§ **How to complete this task**:
Only a number is wanted here. Tally the lines of the data that contain "ImageViewer".

(Stored data entries)

▼

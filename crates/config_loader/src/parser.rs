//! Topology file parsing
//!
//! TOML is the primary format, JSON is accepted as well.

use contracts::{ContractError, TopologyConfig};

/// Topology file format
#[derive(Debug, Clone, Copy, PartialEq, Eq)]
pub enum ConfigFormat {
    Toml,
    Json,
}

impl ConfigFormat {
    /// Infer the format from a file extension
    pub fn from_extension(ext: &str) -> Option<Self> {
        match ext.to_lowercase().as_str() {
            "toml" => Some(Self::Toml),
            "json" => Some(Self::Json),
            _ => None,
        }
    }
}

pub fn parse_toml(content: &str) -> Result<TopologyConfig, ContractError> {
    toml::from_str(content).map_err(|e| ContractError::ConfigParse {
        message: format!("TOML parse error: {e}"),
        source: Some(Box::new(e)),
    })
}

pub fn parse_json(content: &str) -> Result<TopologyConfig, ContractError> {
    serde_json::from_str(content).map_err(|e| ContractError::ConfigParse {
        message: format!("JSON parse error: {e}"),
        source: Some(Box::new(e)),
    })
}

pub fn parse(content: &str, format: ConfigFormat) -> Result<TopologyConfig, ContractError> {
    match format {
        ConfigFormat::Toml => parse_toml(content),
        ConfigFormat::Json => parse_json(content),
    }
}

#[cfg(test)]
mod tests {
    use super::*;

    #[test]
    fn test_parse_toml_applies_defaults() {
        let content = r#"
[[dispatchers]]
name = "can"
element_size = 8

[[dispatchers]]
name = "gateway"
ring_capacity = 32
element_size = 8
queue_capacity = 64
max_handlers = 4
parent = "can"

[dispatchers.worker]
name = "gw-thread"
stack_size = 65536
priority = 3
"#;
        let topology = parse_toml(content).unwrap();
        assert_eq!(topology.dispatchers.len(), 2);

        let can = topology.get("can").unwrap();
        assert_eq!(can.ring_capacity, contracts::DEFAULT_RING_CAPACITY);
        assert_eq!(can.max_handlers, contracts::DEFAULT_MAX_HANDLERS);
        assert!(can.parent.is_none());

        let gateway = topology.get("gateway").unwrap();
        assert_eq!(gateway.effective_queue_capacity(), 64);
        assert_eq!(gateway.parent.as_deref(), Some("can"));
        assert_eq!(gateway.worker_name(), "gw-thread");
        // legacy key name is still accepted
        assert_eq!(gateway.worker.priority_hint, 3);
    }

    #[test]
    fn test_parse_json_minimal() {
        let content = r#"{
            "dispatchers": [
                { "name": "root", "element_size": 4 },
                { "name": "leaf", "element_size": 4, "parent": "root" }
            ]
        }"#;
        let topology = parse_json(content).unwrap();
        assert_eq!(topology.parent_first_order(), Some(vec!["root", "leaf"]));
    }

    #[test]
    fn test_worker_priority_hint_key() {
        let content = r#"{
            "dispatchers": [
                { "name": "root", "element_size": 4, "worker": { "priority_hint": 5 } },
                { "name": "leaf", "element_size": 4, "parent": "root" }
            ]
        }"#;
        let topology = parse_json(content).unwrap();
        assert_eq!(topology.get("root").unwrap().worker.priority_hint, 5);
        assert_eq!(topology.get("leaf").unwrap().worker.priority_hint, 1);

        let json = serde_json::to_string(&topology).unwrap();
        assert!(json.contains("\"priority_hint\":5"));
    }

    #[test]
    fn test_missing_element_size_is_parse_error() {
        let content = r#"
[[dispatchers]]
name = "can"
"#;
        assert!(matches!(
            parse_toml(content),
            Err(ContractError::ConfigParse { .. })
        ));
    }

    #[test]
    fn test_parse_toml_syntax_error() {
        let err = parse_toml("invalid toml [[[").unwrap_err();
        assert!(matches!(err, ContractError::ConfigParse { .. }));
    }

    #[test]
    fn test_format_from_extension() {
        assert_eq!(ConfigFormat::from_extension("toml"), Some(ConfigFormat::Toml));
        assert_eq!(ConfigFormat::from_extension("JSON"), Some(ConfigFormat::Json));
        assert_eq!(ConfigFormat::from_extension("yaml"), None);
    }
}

▲
▼

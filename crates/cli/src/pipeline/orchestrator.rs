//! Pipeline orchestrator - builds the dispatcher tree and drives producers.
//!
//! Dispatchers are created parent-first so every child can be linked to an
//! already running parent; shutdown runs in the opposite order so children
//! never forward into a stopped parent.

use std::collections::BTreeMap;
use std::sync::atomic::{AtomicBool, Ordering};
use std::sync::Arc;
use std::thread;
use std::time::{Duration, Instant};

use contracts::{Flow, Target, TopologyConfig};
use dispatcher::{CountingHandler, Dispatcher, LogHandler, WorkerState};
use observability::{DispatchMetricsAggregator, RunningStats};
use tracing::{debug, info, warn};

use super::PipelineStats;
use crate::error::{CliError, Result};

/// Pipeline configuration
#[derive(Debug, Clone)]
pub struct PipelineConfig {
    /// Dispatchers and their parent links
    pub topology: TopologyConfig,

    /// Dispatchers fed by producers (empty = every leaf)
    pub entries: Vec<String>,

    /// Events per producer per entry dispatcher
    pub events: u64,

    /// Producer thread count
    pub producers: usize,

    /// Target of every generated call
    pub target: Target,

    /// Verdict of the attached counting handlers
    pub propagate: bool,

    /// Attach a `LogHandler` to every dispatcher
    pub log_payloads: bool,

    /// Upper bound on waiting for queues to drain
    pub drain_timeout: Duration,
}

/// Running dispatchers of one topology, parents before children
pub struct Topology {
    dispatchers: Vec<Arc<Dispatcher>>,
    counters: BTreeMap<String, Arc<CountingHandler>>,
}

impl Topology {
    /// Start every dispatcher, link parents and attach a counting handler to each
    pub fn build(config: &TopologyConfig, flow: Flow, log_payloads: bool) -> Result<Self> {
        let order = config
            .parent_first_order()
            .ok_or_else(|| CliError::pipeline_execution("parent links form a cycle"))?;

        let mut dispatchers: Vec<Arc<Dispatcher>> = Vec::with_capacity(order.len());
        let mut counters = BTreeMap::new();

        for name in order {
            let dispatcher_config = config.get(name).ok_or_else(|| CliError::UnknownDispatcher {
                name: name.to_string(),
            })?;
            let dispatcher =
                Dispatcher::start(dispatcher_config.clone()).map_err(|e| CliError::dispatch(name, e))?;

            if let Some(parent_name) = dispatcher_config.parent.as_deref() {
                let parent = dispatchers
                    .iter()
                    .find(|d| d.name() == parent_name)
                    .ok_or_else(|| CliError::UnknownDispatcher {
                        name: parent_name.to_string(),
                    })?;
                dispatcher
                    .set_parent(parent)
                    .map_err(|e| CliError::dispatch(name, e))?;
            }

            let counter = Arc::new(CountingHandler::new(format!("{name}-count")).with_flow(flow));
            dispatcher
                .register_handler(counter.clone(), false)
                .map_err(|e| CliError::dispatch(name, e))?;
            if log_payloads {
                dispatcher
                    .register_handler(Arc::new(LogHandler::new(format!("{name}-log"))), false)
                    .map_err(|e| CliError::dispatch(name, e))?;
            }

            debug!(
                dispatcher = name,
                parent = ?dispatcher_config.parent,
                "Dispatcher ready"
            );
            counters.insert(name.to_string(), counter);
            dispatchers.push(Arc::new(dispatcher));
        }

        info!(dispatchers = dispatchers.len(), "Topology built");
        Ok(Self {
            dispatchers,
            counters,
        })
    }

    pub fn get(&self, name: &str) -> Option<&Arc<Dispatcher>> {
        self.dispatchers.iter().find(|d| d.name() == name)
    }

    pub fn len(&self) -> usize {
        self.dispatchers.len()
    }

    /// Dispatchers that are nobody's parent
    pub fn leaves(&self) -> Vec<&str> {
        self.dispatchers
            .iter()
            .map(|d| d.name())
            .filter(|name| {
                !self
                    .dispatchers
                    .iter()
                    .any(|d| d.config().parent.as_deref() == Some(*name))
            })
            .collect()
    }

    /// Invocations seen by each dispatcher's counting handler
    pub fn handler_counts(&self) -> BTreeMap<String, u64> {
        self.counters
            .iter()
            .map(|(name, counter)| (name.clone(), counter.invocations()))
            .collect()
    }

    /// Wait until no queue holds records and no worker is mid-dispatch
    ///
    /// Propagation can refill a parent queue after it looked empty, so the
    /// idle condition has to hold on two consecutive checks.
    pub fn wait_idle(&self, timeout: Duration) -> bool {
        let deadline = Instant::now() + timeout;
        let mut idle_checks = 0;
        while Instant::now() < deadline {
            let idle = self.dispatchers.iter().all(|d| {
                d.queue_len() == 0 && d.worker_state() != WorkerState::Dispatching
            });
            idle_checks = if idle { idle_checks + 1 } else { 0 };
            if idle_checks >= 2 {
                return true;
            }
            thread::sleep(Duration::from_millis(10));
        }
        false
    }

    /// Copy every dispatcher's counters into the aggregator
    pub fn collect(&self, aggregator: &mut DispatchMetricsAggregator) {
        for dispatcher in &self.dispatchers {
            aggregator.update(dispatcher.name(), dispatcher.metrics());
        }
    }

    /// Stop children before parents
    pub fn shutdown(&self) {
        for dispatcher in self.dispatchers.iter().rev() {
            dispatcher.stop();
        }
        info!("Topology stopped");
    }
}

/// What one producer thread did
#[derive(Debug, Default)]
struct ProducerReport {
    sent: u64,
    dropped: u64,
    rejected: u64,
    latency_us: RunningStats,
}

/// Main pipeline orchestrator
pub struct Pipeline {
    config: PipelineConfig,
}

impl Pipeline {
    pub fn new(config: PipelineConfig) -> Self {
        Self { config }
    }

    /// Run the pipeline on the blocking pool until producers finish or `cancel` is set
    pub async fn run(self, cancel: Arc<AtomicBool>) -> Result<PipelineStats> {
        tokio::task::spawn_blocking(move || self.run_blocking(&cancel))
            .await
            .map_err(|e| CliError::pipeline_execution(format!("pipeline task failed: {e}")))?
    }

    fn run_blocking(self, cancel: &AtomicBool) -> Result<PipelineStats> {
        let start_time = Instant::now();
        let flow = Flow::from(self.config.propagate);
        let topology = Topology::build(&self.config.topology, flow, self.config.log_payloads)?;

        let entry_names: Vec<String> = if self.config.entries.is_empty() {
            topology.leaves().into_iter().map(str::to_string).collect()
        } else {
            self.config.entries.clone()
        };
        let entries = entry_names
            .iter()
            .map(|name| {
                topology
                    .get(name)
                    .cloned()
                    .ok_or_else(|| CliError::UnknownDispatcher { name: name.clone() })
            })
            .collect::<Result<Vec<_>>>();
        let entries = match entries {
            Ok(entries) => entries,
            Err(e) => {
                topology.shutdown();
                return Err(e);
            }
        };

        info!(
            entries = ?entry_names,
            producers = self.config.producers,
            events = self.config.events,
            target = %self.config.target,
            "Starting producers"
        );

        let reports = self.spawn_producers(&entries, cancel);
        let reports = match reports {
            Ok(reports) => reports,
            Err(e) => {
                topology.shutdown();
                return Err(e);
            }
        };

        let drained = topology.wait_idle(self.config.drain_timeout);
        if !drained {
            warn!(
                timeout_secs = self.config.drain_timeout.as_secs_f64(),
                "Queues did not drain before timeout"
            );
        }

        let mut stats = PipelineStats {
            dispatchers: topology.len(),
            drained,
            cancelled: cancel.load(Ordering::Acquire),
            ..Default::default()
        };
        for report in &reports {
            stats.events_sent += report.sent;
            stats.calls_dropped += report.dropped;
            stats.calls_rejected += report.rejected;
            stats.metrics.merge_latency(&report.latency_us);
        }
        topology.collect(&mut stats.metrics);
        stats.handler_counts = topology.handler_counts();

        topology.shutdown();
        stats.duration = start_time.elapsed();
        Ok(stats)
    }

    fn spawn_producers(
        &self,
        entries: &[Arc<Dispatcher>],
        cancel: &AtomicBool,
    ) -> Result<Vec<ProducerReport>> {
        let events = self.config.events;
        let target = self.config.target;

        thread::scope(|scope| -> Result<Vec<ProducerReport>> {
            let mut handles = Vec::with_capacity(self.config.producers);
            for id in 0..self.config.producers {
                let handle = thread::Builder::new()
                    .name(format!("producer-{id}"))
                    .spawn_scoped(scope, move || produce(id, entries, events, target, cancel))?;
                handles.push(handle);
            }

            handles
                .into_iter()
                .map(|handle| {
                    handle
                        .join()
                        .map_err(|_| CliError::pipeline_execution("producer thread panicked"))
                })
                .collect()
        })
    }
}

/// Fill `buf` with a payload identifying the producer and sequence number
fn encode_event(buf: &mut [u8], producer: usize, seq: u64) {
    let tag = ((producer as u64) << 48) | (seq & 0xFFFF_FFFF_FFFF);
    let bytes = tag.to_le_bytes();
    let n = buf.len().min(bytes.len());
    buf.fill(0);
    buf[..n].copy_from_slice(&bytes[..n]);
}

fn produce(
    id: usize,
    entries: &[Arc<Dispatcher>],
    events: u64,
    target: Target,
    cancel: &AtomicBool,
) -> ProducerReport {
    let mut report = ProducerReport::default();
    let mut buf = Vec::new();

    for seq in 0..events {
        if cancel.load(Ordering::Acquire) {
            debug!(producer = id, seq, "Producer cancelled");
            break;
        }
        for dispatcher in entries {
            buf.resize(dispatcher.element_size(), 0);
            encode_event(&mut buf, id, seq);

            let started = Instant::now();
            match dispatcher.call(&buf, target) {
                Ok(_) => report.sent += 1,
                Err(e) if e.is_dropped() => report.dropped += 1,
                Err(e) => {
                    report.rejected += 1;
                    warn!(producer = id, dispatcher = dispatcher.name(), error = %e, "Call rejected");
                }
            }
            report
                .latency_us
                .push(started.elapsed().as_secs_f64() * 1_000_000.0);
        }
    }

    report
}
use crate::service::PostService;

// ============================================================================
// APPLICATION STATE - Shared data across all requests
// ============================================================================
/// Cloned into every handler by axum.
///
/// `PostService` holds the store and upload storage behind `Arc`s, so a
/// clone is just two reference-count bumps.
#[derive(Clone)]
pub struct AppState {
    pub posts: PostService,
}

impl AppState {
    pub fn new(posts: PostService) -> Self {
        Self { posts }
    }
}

▲
▼

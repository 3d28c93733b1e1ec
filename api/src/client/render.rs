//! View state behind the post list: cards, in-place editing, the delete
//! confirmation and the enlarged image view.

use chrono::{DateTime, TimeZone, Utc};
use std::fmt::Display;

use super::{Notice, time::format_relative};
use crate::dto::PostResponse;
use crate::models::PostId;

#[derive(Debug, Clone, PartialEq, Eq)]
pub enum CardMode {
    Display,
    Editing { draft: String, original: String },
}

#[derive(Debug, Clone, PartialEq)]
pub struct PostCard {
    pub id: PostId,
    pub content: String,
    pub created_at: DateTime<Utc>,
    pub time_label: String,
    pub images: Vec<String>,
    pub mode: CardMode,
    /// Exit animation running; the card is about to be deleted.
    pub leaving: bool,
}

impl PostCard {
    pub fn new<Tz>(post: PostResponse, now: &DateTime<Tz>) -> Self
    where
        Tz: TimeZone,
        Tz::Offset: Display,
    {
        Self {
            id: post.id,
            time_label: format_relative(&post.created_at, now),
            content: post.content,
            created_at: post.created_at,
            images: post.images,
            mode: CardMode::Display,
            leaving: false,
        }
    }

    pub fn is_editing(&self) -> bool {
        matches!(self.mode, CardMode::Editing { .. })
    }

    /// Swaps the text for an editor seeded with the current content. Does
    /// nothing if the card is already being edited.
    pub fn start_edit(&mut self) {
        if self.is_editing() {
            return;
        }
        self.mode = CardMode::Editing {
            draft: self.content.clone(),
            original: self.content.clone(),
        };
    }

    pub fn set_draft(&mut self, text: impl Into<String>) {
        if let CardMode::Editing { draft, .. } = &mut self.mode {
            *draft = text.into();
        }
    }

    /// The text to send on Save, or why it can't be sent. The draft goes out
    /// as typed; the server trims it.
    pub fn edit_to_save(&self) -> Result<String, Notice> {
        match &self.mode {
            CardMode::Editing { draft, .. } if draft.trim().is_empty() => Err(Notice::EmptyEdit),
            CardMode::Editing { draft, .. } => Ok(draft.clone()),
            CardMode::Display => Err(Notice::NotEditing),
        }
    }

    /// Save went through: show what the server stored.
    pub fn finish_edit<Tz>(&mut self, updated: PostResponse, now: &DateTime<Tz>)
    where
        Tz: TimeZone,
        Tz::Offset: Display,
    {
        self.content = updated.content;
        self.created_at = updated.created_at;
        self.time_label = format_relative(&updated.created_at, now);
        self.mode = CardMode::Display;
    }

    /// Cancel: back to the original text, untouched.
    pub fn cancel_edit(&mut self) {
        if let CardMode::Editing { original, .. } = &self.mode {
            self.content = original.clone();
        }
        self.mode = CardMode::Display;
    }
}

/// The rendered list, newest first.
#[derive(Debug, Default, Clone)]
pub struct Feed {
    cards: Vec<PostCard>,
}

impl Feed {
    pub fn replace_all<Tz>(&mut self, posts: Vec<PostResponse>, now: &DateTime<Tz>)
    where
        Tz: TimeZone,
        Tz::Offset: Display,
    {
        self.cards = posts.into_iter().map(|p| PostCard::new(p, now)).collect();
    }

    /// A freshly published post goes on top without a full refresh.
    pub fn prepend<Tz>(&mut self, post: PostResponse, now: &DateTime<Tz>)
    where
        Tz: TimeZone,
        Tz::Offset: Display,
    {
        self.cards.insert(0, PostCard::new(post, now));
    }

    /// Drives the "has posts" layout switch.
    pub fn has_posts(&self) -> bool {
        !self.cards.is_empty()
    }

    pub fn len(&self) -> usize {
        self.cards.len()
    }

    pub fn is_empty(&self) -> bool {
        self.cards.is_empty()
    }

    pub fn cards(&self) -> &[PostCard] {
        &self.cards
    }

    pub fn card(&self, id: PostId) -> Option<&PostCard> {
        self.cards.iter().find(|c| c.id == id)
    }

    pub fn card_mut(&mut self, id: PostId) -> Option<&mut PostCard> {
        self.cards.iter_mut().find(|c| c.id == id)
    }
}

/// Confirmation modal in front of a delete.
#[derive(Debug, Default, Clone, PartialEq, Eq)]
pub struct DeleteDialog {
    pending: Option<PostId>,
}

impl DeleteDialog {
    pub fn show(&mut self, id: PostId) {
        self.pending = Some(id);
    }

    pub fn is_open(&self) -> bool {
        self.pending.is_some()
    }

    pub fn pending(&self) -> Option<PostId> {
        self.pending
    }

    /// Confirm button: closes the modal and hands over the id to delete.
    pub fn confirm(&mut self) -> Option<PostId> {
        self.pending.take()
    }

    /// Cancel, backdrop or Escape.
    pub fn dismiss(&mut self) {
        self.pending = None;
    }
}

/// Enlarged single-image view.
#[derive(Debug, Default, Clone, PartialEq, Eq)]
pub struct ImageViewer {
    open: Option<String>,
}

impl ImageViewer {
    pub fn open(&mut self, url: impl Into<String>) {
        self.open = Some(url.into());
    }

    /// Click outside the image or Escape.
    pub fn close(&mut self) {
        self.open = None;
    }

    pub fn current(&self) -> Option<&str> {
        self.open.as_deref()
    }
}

▲

§ **Response**:
2